The handle turned, and the door cracked open. Cold air seeped in as I peeked outside, peering at the empty walkway.

A rush of euphoria hit me as I closed the door, scanning the room. The leather satchel was already packed with the meager items I’d brought with me. I went to grab it, but my gaze strayed to the bed, to the flannel nightgown left out by someone for me to wear. Snatching that off the bed, I started to shove it into the bag when I saw the thigh sheath lying on top. Quickly, I strapped that on and slipped the knife inside it, breathing through the pang I felt when I thought of my wolven bone and bloodstone dagger. Could it still be lying in the stables, lost under piles of straw and hay?
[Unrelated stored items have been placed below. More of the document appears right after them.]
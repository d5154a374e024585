//! toolpath CLI - drive the pathing and G-code pipeline from captured jobs
//!
//! Usage:
//!   toolpath-cli generate <job.json> -o <output.gcode> [options]
//!   toolpath-cli generate <job.json> --config my_config.json --first 0 --last 20
//!   toolpath-cli info <job.json>
//!
//! A job file is the serialized output of the upstream regioner: the layer
//! measure, the raster grid and the per-layer skeleton regions.

use anyhow::{Context, Result};
use clap::{Parser, Subcommand};
use indicatif::{ProgressBar, ProgressStyle};
use log::{info, LevelFilter};
use serde::{Deserialize, Serialize};
use std::fs;
use std::io::BufWriter;
use std::path::PathBuf;
use toolpath::progress::ProgressSink;
use toolpath::{GCoder, Grid, LayerMeasure, LayerPaths, Pather, PrintConfig, Skeleton};

/// Toolpath generation and G-code emission for fused-filament printers
#[derive(Parser, Debug)]
#[command(name = "toolpath-cli")]
#[command(author, version, about, long_about = None)]
struct Cli {
    /// Enable verbose output
    #[arg(short, long, global = true)]
    verbose: bool,

    /// Enable debug output
    #[arg(short, long, global = true)]
    debug: bool,

    #[command(subcommand)]
    command: Commands,
}

#[derive(Subcommand, Debug)]
enum Commands {
    /// Generate G-code from a captured job file
    Generate {
        /// Input job file (JSON)
        #[arg(value_name = "JOB")]
        job: PathBuf,

        /// Output G-code file
        #[arg(short, long, value_name = "OUTPUT")]
        output: Option<PathBuf>,

        /// Print configuration file (JSON)
        #[arg(short, long, value_name = "CONFIG")]
        config: Option<PathBuf>,

        /// First slice index to path (negative = from the start)
        #[arg(long, default_value = "-1")]
        first: i32,

        /// Last slice index to path (negative = to the end)
        #[arg(long, default_value = "-1")]
        last: i32,

        /// Title recorded in the G-code header (defaults to the job name)
        #[arg(long)]
        title: Option<String>,
    },

    /// Display information about a job file
    Info {
        /// Input job file (JSON)
        #[arg(value_name = "JOB")]
        job: PathBuf,
    },
}

/// A captured pathing job: everything the regioner hands downstream.
#[derive(Debug, Serialize, Deserialize)]
struct JobFile {
    measure: LayerMeasure,
    grid: Grid,
    skeleton: Skeleton,
}

impl JobFile {
    fn load(path: &PathBuf) -> Result<Self> {
        let text = fs::read_to_string(path)
            .with_context(|| format!("Failed to read job file {}", path.display()))?;
        serde_json::from_str(&text)
            .with_context(|| format!("Failed to parse job file {}", path.display()))
    }
}

/// Bridges the library progress sink onto an indicatif bar.
struct BarProgress {
    bar: ProgressBar,
}

impl BarProgress {
    fn new() -> Self {
        Self {
            bar: ProgressBar::hidden(),
        }
    }
}

impl ProgressSink for BarProgress {
    fn init_progress(&mut self, name: &str, total: usize) {
        self.bar = ProgressBar::new(total as u64);
        self.bar.set_style(
            ProgressStyle::default_bar()
                .template("{spinner:.green} [{elapsed_precise}] [{bar:40.cyan/blue}] {pos}/{len} {msg}")
                .unwrap()
                .progress_chars("#>-"),
        );
        self.bar.set_message(name.to_string());
    }

    fn tick(&mut self) {
        self.bar.inc(1);
    }
}

fn main() -> Result<()> {
    let cli = Cli::parse();

    let log_level = if cli.debug {
        LevelFilter::Debug
    } else if cli.verbose {
        LevelFilter::Info
    } else {
        LevelFilter::Warn
    };

    env_logger::Builder::new()
        .filter_level(log_level)
        .format_timestamp(None)
        .init();

    match cli.command {
        Commands::Generate {
            job,
            output,
            config,
            first,
            last,
            title,
        } => cmd_generate(job, output, config, first, last, title),
        Commands::Info { job } => cmd_info(job),
    }
}

fn cmd_generate(
    job_path: PathBuf,
    output: Option<PathBuf>,
    config_path: Option<PathBuf>,
    first: i32,
    last: i32,
    title: Option<String>,
) -> Result<()> {
    info!("Loading job file: {}", job_path.display());
    let job = JobFile::load(&job_path)?;

    let config = match config_path {
        Some(path) => {
            info!("Loading print config from: {}", path.display());
            let text = fs::read_to_string(&path)
                .with_context(|| format!("Failed to read config file {}", path.display()))?;
            serde_json::from_str::<PrintConfig>(&text)
                .with_context(|| format!("Failed to parse config file {}", path.display()))?
        }
        None => PrintConfig::default(),
    };
    config.validate().context("Invalid print configuration")?;

    let output_path = output.unwrap_or_else(|| job_path.with_extension("gcode"));
    let file_title = title.unwrap_or_else(|| {
        job_path
            .file_name()
            .map(|n| n.to_string_lossy().into_owned())
            .unwrap_or_else(|| "untitled".to_string())
    });

    info!("Job layers: {}", job.skeleton.len());

    let mut progress = BarProgress::new();
    let mut pather = Pather::new(&config);
    let mut layerpaths = LayerPaths::new();
    pather.generate_paths(
        &job.skeleton,
        &job.measure,
        &job.grid,
        &mut layerpaths,
        first,
        last,
        &mut progress,
    );
    progress.bar.finish_and_clear();

    let file = fs::File::create(&output_path)
        .with_context(|| format!("Failed to create output file {}", output_path.display()))?;
    let mut writer = BufWriter::new(file);

    let mut gcoder = GCoder::new(&config);
    gcoder
        .write_gcode_file(&layerpaths, &job.measure, &mut writer, &file_title)
        .context("G-code emission failed")?;

    println!(
        "Wrote {} layer{} to {}",
        layerpaths.len(),
        if layerpaths.len() == 1 { "" } else { "s" },
        output_path.display()
    );
    Ok(())
}

fn cmd_info(job_path: PathBuf) -> Result<()> {
    let job = JobFile::load(&job_path)?;

    println!("Job: {}", job_path.display());
    println!("  Layers: {}", job.skeleton.len());
    println!(
        "  Grid lines: {} x, {} y",
        job.grid.x_values().len(),
        job.grid.y_values().len()
    );

    let mut outline_count = 0usize;
    let mut inset_count = 0usize;
    let mut spur_count = 0usize;
    for regions in &job.skeleton.layers {
        outline_count += regions.outline_loops.len();
        inset_count += regions.inset_loops.iter().map(Vec::len).sum::<usize>();
        spur_count += regions.spur_paths.iter().map(Vec::len).sum::<usize>();
    }
    println!("  Outline loops: {outline_count}");
    println!("  Inset loops: {inset_count}");
    println!("  Spur paths: {spur_count}");
    Ok(())
}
I crammed the nightgown into the bag and then dropped the strap over my head and across my chest. Turning, I picked up the heavy, fur-lined cloak. It was a drab, dark brown, chosen when we left Masadonia since it wouldn’t catch the eye. Tossing it over my shoulders, my fingers were steady as I secured the buttons along the neck of the cloak, even though my heart pounded. I tugged on my gloves, wishing there were supplies in the room other than what I thought was liquor that sat on the table below the window. But I had gone without food before, usually when Duke Teerman was disappointed in something I did or didn’t do. I could go without again.